ULYSSES European Odyssey

Gonçalo M. Tavares
Intergenerational matters. Europe’s ageing population: a crisis or an opportunity?

Eighteen established writers, one from each city/region, will be commissioned to write a chapter in a response to their Arts & Society theme within the context of their city.

Just as Ulysses is innovative in its form and language, so the writers will be chosen with a view to reflecting a breadth of genres, styles and innovations. Each writer will ideally attend their own city’s event. All the (new) chapters from the 18 cities/regions will be brought together in a book publication: ULYSSES European Odyssey.
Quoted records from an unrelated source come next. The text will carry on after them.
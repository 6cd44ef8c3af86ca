//! inksep - Split line-art images into per-color masks
//!
//! Takes a raster such as a scanned coloring page and produces one binary
//! mask per dominant ink color. White paper and black outlines are treated
//! as background; every remaining hue is grown into regions, close hues
//! are merged, small colors are dropped and each mask is cleaned up with
//! neighbor-count morphology and gap bridging.
//!
//! # Example
//!
//! ```
//! use inksep::{Rgb, RgbImage, SeparateOptions, separate_rgb};
//!
//! let mut img = RgbImage::new_fill(40, 40, Rgb::new(255, 255, 255)).unwrap();
//! for y in 5..35 {
//!     for x in 5..35 {
//!         img.set_pixel(x, y, Rgb::new(220, 30, 30)).unwrap();
//!     }
//! }
//! let sep = separate_rgb(&img, &SeparateOptions::default()).unwrap();
//! assert_eq!(sep.names(), vec!["a"]);
//!
//! let a = sep.get("a").unwrap();
//! assert_eq!(a.pixel_count, 900);
//! assert!(a.mask.get(20, 20));
//! assert!(!a.mask.get(0, 0));
//! ```

pub mod display;
mod error;
pub mod pipeline;

// Re-export core types
pub use inksep_core::*;

// Re-export domain crates as modules to avoid name conflicts
pub use inksep_color as color;
pub use inksep_io as io;
pub use inksep_morph as morph;
pub use inksep_region as region;

pub use display::{DisplaySink, LogSink, NullSink, show_separation};
pub use error::{SeparateError, SeparateResult};
pub use pipeline::{
    ColorMask, SeparateOptions, Separation, mask_name, separate_colors, separate_rgb,
    write_separation,
};
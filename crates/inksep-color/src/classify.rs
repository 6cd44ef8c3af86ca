//! Pixel classification
//!
//! Every HSV pixel is either background paper (white), background outline
//! (black), or chromatic ink carrying a hue. The white test runs first: a
//! pixel satisfying both background tests is white.

use inksep_core::Hsv;

/// Classification of a single pixel.
#[derive(Debug, Clone, Copy, PartialEq, Eq, Hash)]
pub enum PixelClass {
    /// Paper: low hue, low saturation, bright
    BackgroundWhite,
    /// Outline: low saturation at any brightness
    BackgroundBlack,
    /// Ink with the given hue
    Chromatic(u8),
}

impl PixelClass {
    /// Hue of a chromatic pixel, `None` for background.
    #[inline]
    pub fn hue(self) -> Option<u8> {
        match self {
            PixelClass::Chromatic(h) => Some(h),
            _ => None,
        }
    }

    /// Check whether the pixel is chromatic.
    #[inline]
    pub fn is_chromatic(self) -> bool {
        matches!(self, PixelClass::Chromatic(_))
    }
}

/// Thresholds for the background tests.
#[derive(Debug, Clone, Copy, PartialEq, Eq)]
pub struct ClassifierThresholds {
    /// White requires `h <= white_max_hue`
    pub white_max_hue: u8,
    /// White requires `s <= white_max_saturation`
    pub white_max_saturation: u8,
    /// White requires `v >= white_min_value`
    pub white_min_value: u8,
    /// Black is any remaining pixel with `s <= black_max_saturation`
    pub black_max_saturation: u8,
}

impl Default for ClassifierThresholds {
    fn default() -> Self {
        Self {
            white_max_hue: 15,
            white_max_saturation: 15,
            white_min_value: 100,
            black_max_saturation: 30,
        }
    }
}

impl ClassifierThresholds {
    /// Set the maximum saturation still counted as black outline
    pub fn with_black_max_saturation(mut self, s: u8) -> Self {
        self.black_max_saturation = s;
        self
    }

    /// Set the minimum value counted as white paper
    pub fn with_white_min_value(mut self, v: u8) -> Self {
        self.white_min_value = v;
        self
    }

    /// Classify raw channel values.
    #[inline]
    pub fn classify_hsv(&self, h: u8, s: u8, v: u8) -> PixelClass {
        if h <= self.white_max_hue && s <= self.white_max_saturation && v >= self.white_min_value
        {
            PixelClass::BackgroundWhite
        } else if s <= self.black_max_saturation {
            PixelClass::BackgroundBlack
        } else {
            PixelClass::Chromatic(h)
        }
    }

    /// Classify an HSV pixel.
    #[inline]
    pub fn classify(&self, px: Hsv) -> PixelClass {
        self.classify_hsv(px.h, px.s, px.v)
    }

    /// Hue of the pixel if it is chromatic.
    #[inline]
    pub fn chromatic_hue(&self, px: Hsv) -> Option<u8> {
        self.classify(px).hue()
    }
}

/// Classify `(h, s, v)` with the default thresholds.
///
/// # Examples
///
/// ```
/// use inksep_color::{PixelClass, classify};
///
/// assert_eq!(classify(0, 0, 255), PixelClass::BackgroundWhite);
/// assert_eq!(classify(0, 0, 0), PixelClass::BackgroundBlack);
/// assert_eq!(classify(120, 200, 200), PixelClass::Chromatic(120));
/// ```
pub fn classify(h: u8, s: u8, v: u8) -> PixelClass {
    ClassifierThresholds::default().classify_hsv(h, s, v)
}

#[cfg(test)]
mod tests {
    use super::*;

    #[test]
    fn test_white_boundaries() {
        assert_eq!(classify(15, 15, 100), PixelClass::BackgroundWhite);
        // One step past each white bound
        assert_eq!(classify(16, 15, 100), PixelClass::BackgroundBlack);
        assert_eq!(classify(15, 16, 100), PixelClass::BackgroundBlack);
        assert_eq!(classify(15, 15, 99), PixelClass::BackgroundBlack);
    }

    #[test]
    fn test_white_wins_over_black() {
        // Satisfies both tests: white is evaluated first
        assert_eq!(classify(0, 10, 200), PixelClass::BackgroundWhite);
    }

    #[test]
    fn test_black_boundary() {
        assert_eq!(classify(100, 30, 50), PixelClass::BackgroundBlack);
        assert_eq!(classify(100, 31, 50), PixelClass::Chromatic(100));
    }

    #[test]
    fn test_bright_unsaturated_high_hue_is_black() {
        // Not white because of the hue, so it falls to the saturation test
        assert_eq!(classify(90, 5, 250), PixelClass::BackgroundBlack);
    }

    #[test]
    fn test_deterministic() {
        for h in (0..180u8).step_by(7) {
            for s in (0..=255u8).step_by(17) {
                for v in (0..=255u8).step_by(51) {
                    assert_eq!(classify(h, s, v), classify(h, s, v));
                }
            }
        }
    }

    #[test]
    fn test_custom_thresholds() {
        let t = ClassifierThresholds::default().with_black_max_saturation(60);
        assert_eq!(t.classify_hsv(100, 50, 50), PixelClass::BackgroundBlack);
        assert_eq!(t.chromatic_hue(Hsv::new(100, 61, 50)), Some(100));
    }
}
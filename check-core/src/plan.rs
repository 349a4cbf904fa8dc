//! Plan validation and target resolution.
//!
//! A plan is checked once, on the coordinator, before anything is
//! dispatched. A rejected plan changes no node's state.

use check_types::{NodeId, StartOptions, TestSpec};
use std::collections::BTreeSet;
use thiserror::Error;

/// Largest `request_size` a test may ask for.
///
/// Every worker holds one request in memory, and network requests must fit
/// in a peer's request body limit.
pub const MAX_REQUEST_SIZE: u64 = 16 * 1024 * 1024;

/// Reasons a plan is refused.
#[derive(Debug, Clone, PartialEq, Eq, Error)]
pub enum PlanError {
    /// The plan has no tests.
    #[error("plan contains no tests")]
    NoTests,

    /// `nodes` was given but empty.
    #[error("node subset is empty")]
    EmptyNodeSubset,

    /// `nodes` names a node outside the cluster.
    #[error("unknown node: {0}")]
    UnknownNode(NodeId),

    /// A test's parameters are unusable.
    #[error("test #{index} ({name}): {reason}")]
    InvalidTest {
        /// Position in the plan.
        index: usize,
        /// Operator label.
        name: String,
        /// What is wrong.
        reason: &'static str,
    },
}

/// Validate `options` against the cluster membership.
///
/// Returns the sorted, de-duplicated set of target nodes: the `nodes`
/// subset when given, otherwise every member.
pub fn validate(options: &StartOptions, members: &[NodeId]) -> Result<Vec<NodeId>, PlanError> {
    if options.tests.is_empty() {
        return Err(PlanError::NoTests);
    }

    for (index, spec) in options.tests.iter().enumerate() {
        if let Some(reason) = check_test(spec) {
            return Err(PlanError::InvalidTest {
                index,
                name: spec.name().to_string(),
                reason,
            });
        }
    }

    let known: BTreeSet<NodeId> = members.iter().copied().collect();
    match &options.nodes {
        None => Ok(known.into_iter().collect()),
        Some(subset) if subset.is_empty() => Err(PlanError::EmptyNodeSubset),
        Some(subset) => {
            let mut targets = BTreeSet::new();
            for node in subset {
                if !known.contains(node) {
                    return Err(PlanError::UnknownNode(*node));
                }
                targets.insert(*node);
            }
            Ok(targets.into_iter().collect())
        }
    }
}

fn check_test(spec: &TestSpec) -> Option<&'static str> {
    match spec {
        TestSpec::Disk(d) => {
            if d.request_size == 0 {
                Some("request_size must be greater than zero")
            } else if d.request_size > MAX_REQUEST_SIZE {
                Some("request_size must be at most 16 MiB")
            } else if d.parallelism == 0 {
                Some("parallelism must be greater than zero")
            } else if d.skip_read && d.skip_write {
                Some("skip_read and skip_write leave nothing to measure")
            } else if d.data_size < d.request_size {
                Some("data_size must be at least request_size")
            } else {
                None
            }
        }
        TestSpec::Network(n) => {
            if n.request_size == 0 {
                Some("request_size must be greater than zero")
            } else if n.request_size > MAX_REQUEST_SIZE {
                Some("request_size must be at most 16 MiB")
            } else if n.parallelism == 0 {
                Some("parallelism must be greater than zero")
            } else {
                None
            }
        }
    }
}
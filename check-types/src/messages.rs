//! Node-to-node RPC messages.
//!
//! The coordinator on one node drives the runners on every node through
//! these messages. They travel as MessagePack with named fields so that
//! optional and defaulted fields survive the round trip.

use serde::de::DeserializeOwned;
use serde::{Deserialize, Serialize};

use crate::{NodeId, NodeState, RunId, TestSpec, WireError};

/// MessagePack encoding shared by all internal messages.
pub trait WireMessage: Serialize + DeserializeOwned {
    /// Serialize to MessagePack bytes.
    fn to_bytes(&self) -> Result<Vec<u8>, WireError> {
        rmp_serde::to_vec_named(self).map_err(WireError::Serialization)
    }

    /// Deserialize from MessagePack bytes.
    fn from_bytes(bytes: &[u8]) -> Result<Self, WireError> {
        rmp_serde::from_slice(bytes).map_err(WireError::Deserialization)
    }
}

/// Ask a node's runner to begin a run.
#[derive(Debug, Clone, PartialEq, Eq, Serialize, Deserialize)]
pub struct NodeStartRequest {
    /// Run this plan belongs to
    pub run_id: RunId,
    /// Tests assigned to this node, in order
    pub tests: Vec<TestSpec>,
    /// Every node participating in the run (network probes target these)
    pub peers: Vec<NodeId>,
}

/// Answer to a [`NodeStartRequest`].
#[derive(Debug, Clone, PartialEq, Eq, Serialize, Deserialize)]
#[serde(tag = "outcome", rename_all = "lowercase")]
pub enum NodeStartResponse {
    /// The run was accepted and is now executing
    Accepted,
    /// A run is already in progress; nothing changed
    Busy {
        /// The run that is in progress
        run_id: RunId,
    },
}

/// Answer to a netcheck request: how many payload bytes the peer received.
#[derive(Debug, Clone, Copy, PartialEq, Eq, Serialize, Deserialize)]
pub struct NetcheckAck {
    /// Bytes received
    pub received: u64,
}

impl WireMessage for NodeStartRequest {}
impl WireMessage for NodeStartResponse {}
impl WireMessage for NetcheckAck {}
impl WireMessage for NodeState {}
//! # check-core
//!
//! Pure logic for nodecheck (no I/O, instant tests).
//!
//! This crate implements the state machine and aggregation rules of the
//! self-diagnostics orchestrator without any network or disk I/O.
//!
//! ## Design Philosophy
//!
//! All modules in this crate are **pure** - they take input and produce output
//! without side effects. This enables:
//! - Instant unit tests (no mocks, no async)
//! - Deterministic behavior (same input → same output)
//! - Easy reasoning about state transitions
//!
//! The actual I/O (probes, peer RPC) is performed by `check-node`, which
//! interprets the actions produced by these state machines.

#![warn(missing_docs)]
#![warn(clippy::all)]

pub mod plan;
pub mod run;
pub mod view;

pub use plan::{validate, PlanError, MAX_REQUEST_SIZE};
pub use run::{RunAction, RunEvent, RunState};
pub use view::{ClusterView, PeerOutcome};
//! Failure scenarios: crashed and slow nodes.

#[cfg(test)]
mod tests {
    use crate::assertions::{assert_errors_name_peer, assert_unreachable};
    use crate::harness::LocalCluster;
    use crate::scenarios::{disk, network, plan};
    use check_types::{NodeId, NodeStatus};
    use std::sync::atomic::Ordering;
    use std::time::Duration;

    /// A node crashing mid-run fails its peers' network tests with an
    /// error naming it, and shows up unreachable without results.
    #[tokio::test]
    async fn crash_mid_run() {
        let cluster = LocalCluster::new(3).unwrap();
        cluster
            .coordinator()
            .start(plan(vec![disk(200), network(3_000), disk(200)], None))
            .await
            .unwrap();

        tokio::time::sleep(Duration::from_millis(500)).await;
        cluster.crash(2);

        let view = cluster.wait_for_settled(Duration::from_secs(15)).await.unwrap();
        assert_unreachable(&view, NodeId::new(2)).assert_passed();
        assert_errors_name_peer(&view, NodeId::new(2)).assert_passed();

        for id in [0, 1] {
            let node = &view[id];
            assert_eq!(node.status, NodeStatus::Idle);
            let results = node.results.as_ref().unwrap();
            assert_eq!(results.len(), 3);
            assert!(results[0].is_success());
            assert_eq!(
                results[1].error(),
                Some("Failed to reach peer with node_id: 2")
            );
            assert!(results[1].warning().is_none());
            // One failed probe does not abort the rest of the plan.
            assert!(results[2].is_success());
        }
    }

    /// A crashed node goes quiet: its own network test fails and its peers
    /// stop receiving traffic from it.
    #[tokio::test]
    async fn crashed_node_stops_sending() {
        let cluster = LocalCluster::new(2).unwrap();
        cluster
            .coordinator()
            .start(plan(vec![network(5_000)], None))
            .await
            .unwrap();

        tokio::time::sleep(Duration::from_millis(200)).await;
        cluster.crash(1);
        cluster.wait_for_settled(Duration::from_secs(10)).await.unwrap();

        let received = &cluster.node(0).runner().metrics().netcheck_requests;
        let before = received.load(Ordering::Relaxed);
        tokio::time::sleep(Duration::from_millis(300)).await;
        assert_eq!(received.load(Ordering::Relaxed), before);

        cluster.restore(1);
        let view = cluster.wait_for_settled(Duration::from_secs(10)).await.unwrap();
        let results = view[1].results.as_ref().unwrap();
        assert_eq!(
            results[0].error(),
            Some("Failed to reach peer with node_id: 0")
        );
    }

    /// A crashed node is skipped at dispatch; the rest of the cluster runs.
    #[tokio::test]
    async fn dispatch_skips_crashed_node() {
        let cluster = LocalCluster::new(3).unwrap();
        cluster.crash(1);

        let summary = cluster
            .coordinator()
            .start(plan(vec![disk(100)], None))
            .await
            .unwrap();
        assert_eq!(summary.dispatched, vec![NodeId::new(0), NodeId::new(2)]);
        assert_eq!(summary.unreachable, vec![NodeId::new(1)]);

        let view = cluster.wait_for_settled(Duration::from_secs(10)).await.unwrap();
        assert_unreachable(&view, NodeId::new(1)).assert_passed();
        assert!(view[0].results.is_some());
        assert!(view[2].results.is_some());

        // Back from the dead, the node never ran anything.
        cluster.restore(1);
        let view = cluster.coordinator().status().await;
        assert_eq!(view[1].status, NodeStatus::Idle);
        assert!(view[1].results.is_none());
    }

    /// A slow node is unreachable for the call that timed out only.
    #[tokio::test]
    async fn slow_node_is_unreachable_for_one_call() {
        let cluster = LocalCluster::new(3).unwrap();
        cluster
            .transport()
            .set_latency(NodeId::new(2), Duration::from_secs(1));

        let view = cluster.coordinator().status().await;
        assert_unreachable(&view, NodeId::new(2)).assert_passed();
        assert_eq!(view[0].status, NodeStatus::Idle);
        assert_eq!(view[1].status, NodeStatus::Idle);

        cluster.transport().clear_latency(NodeId::new(2));
        let view = cluster.coordinator().status().await;
        assert_eq!(view[2].status, NodeStatus::Idle);
    }

    /// Stop skips unreachable nodes instead of waiting on them.
    #[tokio::test]
    async fn stop_skips_crashed_node() {
        let cluster = LocalCluster::new(3).unwrap();
        cluster
            .coordinator()
            .start(plan(vec![disk(30_000)], None))
            .await
            .unwrap();
        cluster.crash(2);

        let summary = cluster.coordinator().stop().await.unwrap();
        assert_eq!(summary.stopped, vec![NodeId::new(0), NodeId::new(1)]);
        assert_eq!(summary.unreachable, vec![NodeId::new(2)]);

        // The crashed node's runner never saw the stop.
        cluster.restore(2);
        let view = cluster.coordinator().status().await;
        assert_eq!(view[2].status, NodeStatus::Running);
        cluster.coordinator().stop().await.unwrap();
    }
}
//! Error types for the node daemon.

use crate::config::ConfigError;
use crate::coordinator::CoordinatorError;
use crate::runner::RunnerError;
use crate::transport::TransportError;

/// Main error type for node operations.
#[derive(Debug, thiserror::Error)]
pub enum NodeError {
    /// Configuration error.
    #[error("configuration error: {0}")]
    Config(#[from] ConfigError),

    /// Peer transport error.
    #[error("transport error: {0}")]
    Transport(#[from] TransportError),

    /// Local runner error.
    #[error("runner error: {0}")]
    Runner(#[from] RunnerError),

    /// Cluster coordination error.
    #[error("coordinator error: {0}")]
    Coordinator(#[from] CoordinatorError),

    /// I/O error.
    #[error("I/O error: {0}")]
    Io(#[from] std::io::Error),
}

/// Result type alias for node operations.
pub type Result<T> = std::result::Result<T, NodeError>;
//! Configuration loading for nodecheckd.
//!
//! Configuration is loaded from a TOML file (default: `nodecheck.toml`).

use check_types::NodeId;
use serde::Deserialize;
use std::collections::HashSet;
use std::path::PathBuf;
use std::time::Duration;

/// Root configuration for nodecheckd.
#[derive(Debug, Clone, Deserialize)]
pub struct Config {
    /// This node's identity and listener.
    #[serde(default)]
    pub node: NodeConfig,
    /// Resolved cluster membership.
    #[serde(default)]
    pub cluster: ClusterConfig,
    /// Coordinator fan-out timeouts.
    #[serde(default)]
    pub coordinator: CoordinatorConfig,
    /// Probe execution limits.
    #[serde(default)]
    pub probes: ProbeConfig,
}

/// Node identity configuration.
#[derive(Debug, Clone, Deserialize)]
pub struct NodeConfig {
    /// This node's id (default: 0).
    #[serde(default)]
    pub node_id: NodeId,
    /// Bind address for the admin and internal HTTP endpoints (default: 0.0.0.0:9644).
    #[serde(default = "default_admin_bind")]
    pub admin_bind: String,
}

/// Cluster membership, handed to us fully resolved.
#[derive(Debug, Clone, Default, Deserialize)]
pub struct ClusterConfig {
    /// Every peer with the address of its HTTP endpoints.
    /// The local node may be listed; it is added implicitly otherwise.
    #[serde(default)]
    pub peers: Vec<PeerConfig>,
}

/// One cluster member.
#[derive(Debug, Clone, PartialEq, Eq, Deserialize)]
pub struct PeerConfig {
    /// Member id.
    pub node_id: NodeId,
    /// `host:port` of the member's HTTP endpoints.
    pub address: String,
}

/// Coordinator timeouts.
#[derive(Debug, Clone, Deserialize)]
pub struct CoordinatorConfig {
    /// Per-node timeout for status queries in milliseconds (default: 2000).
    #[serde(default = "default_status_timeout_ms")]
    pub status_timeout_ms: u64,
    /// Per-node timeout for dispatching a plan in milliseconds (default: 5000).
    #[serde(default = "default_dispatch_timeout_ms")]
    pub dispatch_timeout_ms: u64,
    /// Per-node timeout for a synchronous stop in milliseconds (default: 30000).
    #[serde(default = "default_stop_timeout_ms")]
    pub stop_timeout_ms: u64,
}

/// Probe limits.
#[derive(Debug, Clone, Deserialize)]
pub struct ProbeConfig {
    /// Directory for disk probe scratch files (default: system temp dir).
    #[serde(default = "default_scratch_dir")]
    pub scratch_dir: PathBuf,
    /// Upper bound on a probe's `parallelism` (default: 64).
    #[serde(default = "default_max_parallelism")]
    pub max_parallelism: u16,
    /// Timeout of a single network probe request in milliseconds (default: 2000).
    /// A dead peer fails the probe after this long instead of hanging it.
    #[serde(default = "default_rpc_timeout_ms")]
    pub rpc_timeout_ms: u64,
}

// Default value functions
fn default_admin_bind() -> String {
    "0.0.0.0:9644".to_string()
}

fn default_status_timeout_ms() -> u64 {
    2000
}

fn default_dispatch_timeout_ms() -> u64 {
    5000
}

fn default_stop_timeout_ms() -> u64 {
    30_000
}

fn default_scratch_dir() -> PathBuf {
    std::env::temp_dir()
}

fn default_max_parallelism() -> u16 {
    64
}

fn default_rpc_timeout_ms() -> u64 {
    2000
}

impl Default for NodeConfig {
    fn default() -> Self {
        Self {
            node_id: NodeId::default(),
            admin_bind: default_admin_bind(),
        }
    }
}

impl Default for CoordinatorConfig {
    fn default() -> Self {
        Self {
            status_timeout_ms: default_status_timeout_ms(),
            dispatch_timeout_ms: default_dispatch_timeout_ms(),
            stop_timeout_ms: default_stop_timeout_ms(),
        }
    }
}

impl Default for ProbeConfig {
    fn default() -> Self {
        Self {
            scratch_dir: default_scratch_dir(),
            max_parallelism: default_max_parallelism(),
            rpc_timeout_ms: default_rpc_timeout_ms(),
        }
    }
}

impl Default for Config {
    fn default() -> Self {
        Self {
            node: NodeConfig::default(),
            cluster: ClusterConfig::default(),
            coordinator: CoordinatorConfig::default(),
            probes: ProbeConfig::default(),
        }
    }
}

impl CoordinatorConfig {
    /// Status timeout as a Duration.
    pub fn status_timeout(&self) -> Duration {
        Duration::from_millis(self.status_timeout_ms)
    }

    /// Dispatch timeout as a Duration.
    pub fn dispatch_timeout(&self) -> Duration {
        Duration::from_millis(self.dispatch_timeout_ms)
    }

    /// Stop timeout as a Duration.
    pub fn stop_timeout(&self) -> Duration {
        Duration::from_millis(self.stop_timeout_ms)
    }
}

impl ProbeConfig {
    /// Per-request timeout as a Duration.
    pub fn rpc_timeout(&self) -> Duration {
        Duration::from_millis(self.rpc_timeout_ms)
    }
}

impl Config {
    /// Load configuration from a TOML file.
    ///
    /// # Errors
    ///
    /// Returns an error if the file cannot be read, parsed or validated.
    pub fn from_file(path: &std::path::Path) -> Result<Self, ConfigError> {
        let content = std::fs::read_to_string(path).map_err(|e| ConfigError::ReadError {
            path: path.to_path_buf(),
            source: e,
        })?;

        let config: Self = toml::from_str(&content).map_err(|e| ConfigError::ParseError {
            path: path.to_path_buf(),
            source: e,
        })?;
        config.validate()?;
        Ok(config)
    }

    /// Check cross-field constraints.
    pub fn validate(&self) -> Result<(), ConfigError> {
        let mut seen = HashSet::new();
        for peer in &self.cluster.peers {
            if !seen.insert(peer.node_id) {
                return Err(ConfigError::Invalid(format!(
                    "duplicate peer node_id {}",
                    peer.node_id
                )));
            }
        }

        let timeouts = [
            ("coordinator.status_timeout_ms", self.coordinator.status_timeout_ms),
            ("coordinator.dispatch_timeout_ms", self.coordinator.dispatch_timeout_ms),
            ("coordinator.stop_timeout_ms", self.coordinator.stop_timeout_ms),
            ("probes.rpc_timeout_ms", self.probes.rpc_timeout_ms),
        ];
        if let Some((name, _)) = timeouts.iter().find(|(_, value)| *value == 0) {
            return Err(ConfigError::Invalid(format!("{name} must be greater than zero")));
        }

        if self.probes.max_parallelism == 0 {
            return Err(ConfigError::Invalid(
                "probes.max_parallelism must be greater than zero".into(),
            ));
        }

        Ok(())
    }

    /// Every cluster member, including this node, sorted by id.
    pub fn members(&self) -> Vec<NodeId> {
        let mut members: Vec<NodeId> = self.cluster.peers.iter().map(|p| p.node_id).collect();
        if !members.contains(&self.node.node_id) {
            members.push(self.node.node_id);
        }
        members.sort();
        members
    }
}

impl Config {
    /// Address book for peer RPC.
    ///
    /// When this node is not listed among the peers it is reached through
    /// its own admin listener; wildcard binds are dialed on loopback.
    pub fn peer_addresses(&self) -> Vec<PeerConfig> {
        let mut peers = self.cluster.peers.clone();
        if !peers.iter().any(|p| p.node_id == self.node.node_id) {
            peers.push(PeerConfig {
                node_id: self.node.node_id,
                address: loopback(&self.node.admin_bind),
            });
        }
        peers
    }
}

fn loopback(bind: &str) -> String {
    if let Some(port) = bind.strip_prefix("0.0.0.0:") {
        format!("127.0.0.1:{port}")
    } else if let Some(port) = bind.strip_prefix("[::]:") {
        format!("[::1]:{port}")
    } else {
        bind.to_string()
    }
}

/// Configuration error types.
#[derive(Debug, thiserror::Error)]
pub enum ConfigError {
    /// Failed to read configuration file.
    #[error("failed to read config file {path}: {source}")]
    ReadError {
        /// Path to the configuration file.
        path: PathBuf,
        /// Underlying I/O error.
        source: std::io::Error,
    },
    /// Failed to parse configuration file.
    #[error("failed to parse config file {path}: {source}")]
    ParseError {
        /// Path to the configuration file.
        path: PathBuf,
        /// Underlying TOML parse error.
        source: toml::de::Error,
    },
    /// Values parsed but do not make sense together.
    #[error("invalid configuration: {0}")]
    Invalid(String),
}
Gonçalo M. Tavares will write Lisbon’s chapter.

Writer’s Statement

Joyce and his language and narrative adventure. All concentrated in one day. And in each of the eighteen chapters is the whole human world: its tragedies and comedies, its ridiculousness and its greatness. Chapter 16 of this extraordinary book is no exception. Everything is there. But, amidst Joyce’s irony and sarcasm, themes such as old age and abandonment stand out, themes that will be developed by Marco Martins and the community integrated in the project – “a non-professional cast of young and old who live in shelters (orphanages, day centres, asylums, homes, etc.) whose lives and stories will be collected and integrated into the script of the show. In chapter 16 of Joyce’s “Ulysses”, Stephen and Bloom stay in the coachman’s shelter. A shelter? Real, against bad weather or some current physical threat?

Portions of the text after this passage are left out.